▸ INSTRUCTIONS TO FOLLOW
Once you have checked the records that follow, state how many of their lines hold "format", giving the number only.

(Dataset entries)
■ ■ ■ ■

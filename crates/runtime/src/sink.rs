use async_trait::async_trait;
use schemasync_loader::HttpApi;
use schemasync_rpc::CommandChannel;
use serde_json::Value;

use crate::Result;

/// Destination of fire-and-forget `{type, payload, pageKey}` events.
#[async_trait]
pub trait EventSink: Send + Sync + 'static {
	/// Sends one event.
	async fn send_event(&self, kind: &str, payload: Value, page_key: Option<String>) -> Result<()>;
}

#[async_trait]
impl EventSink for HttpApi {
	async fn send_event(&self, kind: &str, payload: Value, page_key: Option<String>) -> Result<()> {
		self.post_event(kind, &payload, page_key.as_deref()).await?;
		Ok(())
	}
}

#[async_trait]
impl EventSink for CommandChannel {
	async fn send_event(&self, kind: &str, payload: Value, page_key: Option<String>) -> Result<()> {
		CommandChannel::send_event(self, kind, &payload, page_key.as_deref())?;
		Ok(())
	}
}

■ ■ ■ ■

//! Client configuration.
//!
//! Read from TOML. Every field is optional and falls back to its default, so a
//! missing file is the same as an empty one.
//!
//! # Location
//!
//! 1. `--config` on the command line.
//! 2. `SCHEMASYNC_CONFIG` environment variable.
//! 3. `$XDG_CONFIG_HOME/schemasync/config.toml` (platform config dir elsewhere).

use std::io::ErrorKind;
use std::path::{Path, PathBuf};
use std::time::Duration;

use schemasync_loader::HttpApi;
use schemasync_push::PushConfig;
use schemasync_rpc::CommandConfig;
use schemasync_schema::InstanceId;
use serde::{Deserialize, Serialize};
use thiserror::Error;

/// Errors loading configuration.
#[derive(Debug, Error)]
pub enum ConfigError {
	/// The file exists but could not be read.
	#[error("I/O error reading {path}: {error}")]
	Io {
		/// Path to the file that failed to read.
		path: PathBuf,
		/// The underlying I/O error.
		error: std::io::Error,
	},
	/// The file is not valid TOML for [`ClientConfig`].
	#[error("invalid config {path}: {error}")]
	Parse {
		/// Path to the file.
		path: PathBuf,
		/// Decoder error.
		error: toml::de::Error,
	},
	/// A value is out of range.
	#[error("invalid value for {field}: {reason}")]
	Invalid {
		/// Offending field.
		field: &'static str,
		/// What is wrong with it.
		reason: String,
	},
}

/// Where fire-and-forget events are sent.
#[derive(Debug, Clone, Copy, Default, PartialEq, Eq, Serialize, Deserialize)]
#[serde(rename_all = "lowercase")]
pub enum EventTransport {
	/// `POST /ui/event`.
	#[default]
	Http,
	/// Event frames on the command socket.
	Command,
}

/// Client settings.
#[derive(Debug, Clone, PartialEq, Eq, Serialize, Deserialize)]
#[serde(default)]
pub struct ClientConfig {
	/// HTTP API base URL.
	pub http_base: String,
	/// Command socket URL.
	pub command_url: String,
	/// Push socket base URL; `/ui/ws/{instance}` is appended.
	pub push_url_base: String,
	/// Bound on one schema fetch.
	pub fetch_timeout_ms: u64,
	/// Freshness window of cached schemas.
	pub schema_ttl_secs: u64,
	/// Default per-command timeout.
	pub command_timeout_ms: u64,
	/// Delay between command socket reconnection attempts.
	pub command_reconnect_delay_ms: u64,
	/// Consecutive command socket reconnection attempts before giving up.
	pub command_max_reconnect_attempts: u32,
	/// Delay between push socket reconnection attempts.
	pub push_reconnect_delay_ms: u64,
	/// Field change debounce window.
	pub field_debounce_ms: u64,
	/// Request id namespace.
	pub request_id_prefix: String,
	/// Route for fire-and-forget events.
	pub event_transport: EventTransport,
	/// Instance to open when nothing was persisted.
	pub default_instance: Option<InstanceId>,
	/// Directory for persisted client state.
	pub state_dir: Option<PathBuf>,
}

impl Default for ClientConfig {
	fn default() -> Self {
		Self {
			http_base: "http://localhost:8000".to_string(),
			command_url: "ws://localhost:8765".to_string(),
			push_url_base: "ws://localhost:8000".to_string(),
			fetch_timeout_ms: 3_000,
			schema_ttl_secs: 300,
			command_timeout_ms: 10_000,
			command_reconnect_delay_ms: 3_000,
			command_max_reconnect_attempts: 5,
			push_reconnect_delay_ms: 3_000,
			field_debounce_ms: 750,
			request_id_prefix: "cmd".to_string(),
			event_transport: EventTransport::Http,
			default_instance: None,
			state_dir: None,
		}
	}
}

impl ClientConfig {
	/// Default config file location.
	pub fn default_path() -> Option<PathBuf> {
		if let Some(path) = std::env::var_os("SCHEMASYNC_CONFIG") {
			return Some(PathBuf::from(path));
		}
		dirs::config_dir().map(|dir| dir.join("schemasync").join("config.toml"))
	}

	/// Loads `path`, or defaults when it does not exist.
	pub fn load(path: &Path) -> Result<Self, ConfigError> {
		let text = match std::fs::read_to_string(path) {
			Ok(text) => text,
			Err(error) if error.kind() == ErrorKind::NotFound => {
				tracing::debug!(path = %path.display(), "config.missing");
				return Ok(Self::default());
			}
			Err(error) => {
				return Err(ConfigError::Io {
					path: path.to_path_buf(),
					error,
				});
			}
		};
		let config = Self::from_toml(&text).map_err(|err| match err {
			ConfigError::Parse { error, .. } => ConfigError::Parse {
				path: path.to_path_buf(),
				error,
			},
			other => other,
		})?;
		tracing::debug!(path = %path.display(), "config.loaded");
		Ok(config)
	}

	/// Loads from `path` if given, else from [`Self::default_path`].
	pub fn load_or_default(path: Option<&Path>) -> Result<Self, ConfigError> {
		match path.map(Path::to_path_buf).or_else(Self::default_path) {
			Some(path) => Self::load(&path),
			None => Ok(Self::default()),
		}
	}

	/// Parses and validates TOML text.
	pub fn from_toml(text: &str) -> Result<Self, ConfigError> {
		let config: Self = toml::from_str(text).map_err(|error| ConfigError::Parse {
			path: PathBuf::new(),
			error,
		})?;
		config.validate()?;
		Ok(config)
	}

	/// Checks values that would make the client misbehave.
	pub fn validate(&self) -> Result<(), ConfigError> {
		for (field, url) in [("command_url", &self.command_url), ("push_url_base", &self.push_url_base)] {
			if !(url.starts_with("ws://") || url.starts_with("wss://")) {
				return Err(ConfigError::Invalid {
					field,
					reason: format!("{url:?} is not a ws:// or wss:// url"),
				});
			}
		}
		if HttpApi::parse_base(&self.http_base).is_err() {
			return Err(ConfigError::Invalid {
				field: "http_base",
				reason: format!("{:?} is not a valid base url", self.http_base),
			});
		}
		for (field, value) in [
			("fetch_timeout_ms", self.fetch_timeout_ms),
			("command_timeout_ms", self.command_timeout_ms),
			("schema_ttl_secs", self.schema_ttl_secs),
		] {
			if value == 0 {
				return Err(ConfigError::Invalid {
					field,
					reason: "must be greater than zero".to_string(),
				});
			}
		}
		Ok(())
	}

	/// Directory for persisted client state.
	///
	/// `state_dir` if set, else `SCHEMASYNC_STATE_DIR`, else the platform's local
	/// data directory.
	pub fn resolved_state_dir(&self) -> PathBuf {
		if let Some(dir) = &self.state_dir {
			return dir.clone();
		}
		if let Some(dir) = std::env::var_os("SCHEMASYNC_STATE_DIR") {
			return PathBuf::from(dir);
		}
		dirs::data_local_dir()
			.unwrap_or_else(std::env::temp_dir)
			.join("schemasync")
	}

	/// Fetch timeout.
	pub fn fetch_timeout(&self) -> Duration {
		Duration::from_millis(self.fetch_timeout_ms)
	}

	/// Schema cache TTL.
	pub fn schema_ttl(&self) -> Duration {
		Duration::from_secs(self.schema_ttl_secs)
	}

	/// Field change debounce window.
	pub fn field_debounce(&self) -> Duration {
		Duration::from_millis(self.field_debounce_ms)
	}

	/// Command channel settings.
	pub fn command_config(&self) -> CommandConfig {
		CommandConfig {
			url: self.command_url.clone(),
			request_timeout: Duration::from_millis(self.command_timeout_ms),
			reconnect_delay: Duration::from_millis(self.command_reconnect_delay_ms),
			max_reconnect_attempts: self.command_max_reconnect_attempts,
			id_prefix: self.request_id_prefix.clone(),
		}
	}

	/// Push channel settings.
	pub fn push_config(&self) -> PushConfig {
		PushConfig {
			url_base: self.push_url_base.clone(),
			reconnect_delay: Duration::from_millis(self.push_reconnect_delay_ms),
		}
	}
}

■ ■ ■ ■

▸ ANSWER SPACE
2